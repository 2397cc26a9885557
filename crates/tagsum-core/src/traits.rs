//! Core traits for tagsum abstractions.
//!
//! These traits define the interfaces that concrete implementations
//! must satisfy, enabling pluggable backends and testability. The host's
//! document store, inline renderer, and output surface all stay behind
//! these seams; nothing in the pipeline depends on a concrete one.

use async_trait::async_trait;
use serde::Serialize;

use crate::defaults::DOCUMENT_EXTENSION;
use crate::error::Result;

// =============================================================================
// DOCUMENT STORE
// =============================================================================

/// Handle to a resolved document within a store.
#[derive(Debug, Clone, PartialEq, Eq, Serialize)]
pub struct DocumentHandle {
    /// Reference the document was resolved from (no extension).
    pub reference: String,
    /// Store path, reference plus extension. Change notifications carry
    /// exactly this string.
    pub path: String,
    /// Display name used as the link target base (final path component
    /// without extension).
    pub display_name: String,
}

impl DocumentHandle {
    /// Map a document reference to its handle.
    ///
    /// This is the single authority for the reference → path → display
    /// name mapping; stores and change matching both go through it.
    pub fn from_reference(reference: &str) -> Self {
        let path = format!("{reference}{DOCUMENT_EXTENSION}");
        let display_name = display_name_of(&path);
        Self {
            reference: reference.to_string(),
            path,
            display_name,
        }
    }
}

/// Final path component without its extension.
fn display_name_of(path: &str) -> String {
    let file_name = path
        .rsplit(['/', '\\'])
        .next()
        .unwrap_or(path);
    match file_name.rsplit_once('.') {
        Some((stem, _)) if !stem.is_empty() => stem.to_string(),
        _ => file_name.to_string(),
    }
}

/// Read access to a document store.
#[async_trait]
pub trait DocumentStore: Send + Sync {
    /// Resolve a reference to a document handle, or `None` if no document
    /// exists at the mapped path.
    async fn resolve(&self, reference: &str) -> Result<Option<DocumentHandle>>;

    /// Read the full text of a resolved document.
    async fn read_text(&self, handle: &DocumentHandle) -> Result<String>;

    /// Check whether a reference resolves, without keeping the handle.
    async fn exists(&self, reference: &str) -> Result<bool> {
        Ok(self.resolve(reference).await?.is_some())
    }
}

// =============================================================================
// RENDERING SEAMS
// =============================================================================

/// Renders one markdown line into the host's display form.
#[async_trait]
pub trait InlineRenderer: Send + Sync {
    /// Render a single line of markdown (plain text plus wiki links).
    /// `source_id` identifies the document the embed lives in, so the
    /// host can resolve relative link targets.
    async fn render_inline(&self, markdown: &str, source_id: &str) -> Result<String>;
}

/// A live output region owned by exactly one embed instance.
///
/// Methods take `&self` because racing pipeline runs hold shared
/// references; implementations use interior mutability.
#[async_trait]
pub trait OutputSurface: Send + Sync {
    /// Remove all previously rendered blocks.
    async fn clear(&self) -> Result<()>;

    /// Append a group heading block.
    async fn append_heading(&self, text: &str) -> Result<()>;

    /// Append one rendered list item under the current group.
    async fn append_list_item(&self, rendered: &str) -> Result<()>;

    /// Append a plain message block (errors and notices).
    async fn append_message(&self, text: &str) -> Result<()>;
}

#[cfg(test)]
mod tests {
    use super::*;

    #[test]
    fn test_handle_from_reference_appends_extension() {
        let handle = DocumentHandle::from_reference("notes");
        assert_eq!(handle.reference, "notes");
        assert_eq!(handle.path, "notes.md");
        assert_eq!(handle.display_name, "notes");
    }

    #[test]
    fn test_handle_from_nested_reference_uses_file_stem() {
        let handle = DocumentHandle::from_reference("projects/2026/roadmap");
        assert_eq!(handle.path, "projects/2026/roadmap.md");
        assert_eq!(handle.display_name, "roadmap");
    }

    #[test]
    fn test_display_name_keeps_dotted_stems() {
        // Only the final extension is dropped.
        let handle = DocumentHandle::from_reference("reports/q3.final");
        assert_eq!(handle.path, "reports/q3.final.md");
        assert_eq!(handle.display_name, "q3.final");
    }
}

# WHAT YOU NEED TO DO:
Reproduce, with both ends included, the lines from the one holding "pub trait OutputSurface: Send" to the end of the records above.

# RESULT OF THE TASK:
pub trait OutputSurface: Send + Sync {
    /// Remove all previously rendered blocks.
    async fn clear(&self) -> Result<()>;

    /// Append a group heading block.
    async fn append_heading(&self, text: &str) -> Result<()>;

    /// Append one rendered list item under the current group.
    async fn append_list_item(&self, rendered: &str) -> Result<()>;

    /// Append a plain message block (errors and notices).
    async fn append_message(&self, text: &str) -> Result<()>;
}

#[cfg(test)]
mod tests {
    use super::*;

    #[test]
    fn test_handle_from_reference_appends_extension() {
        let handle = DocumentHandle::from_reference("notes");
        assert_eq!(handle.reference, "notes");
        assert_eq!(handle.path, "notes.md");
        assert_eq!(handle.display_name, "notes");
    }

    #[test]
    fn test_handle_from_nested_reference_uses_file_stem() {
        let handle = DocumentHandle::from_reference("projects/2026/roadmap");
        assert_eq!(handle.path, "projects/2026/roadmap.md");
        assert_eq!(handle.display_name, "roadmap");
    }

    #[test]
    fn test_display_name_keeps_dotted_stems() {
        // Only the final extension is dropped.
        let handle = DocumentHandle::from_reference("reports/q3.final");
        assert_eq!(handle.path, "reports/q3.final.md");
        assert_eq!(handle.display_name, "q3.final");
    }
}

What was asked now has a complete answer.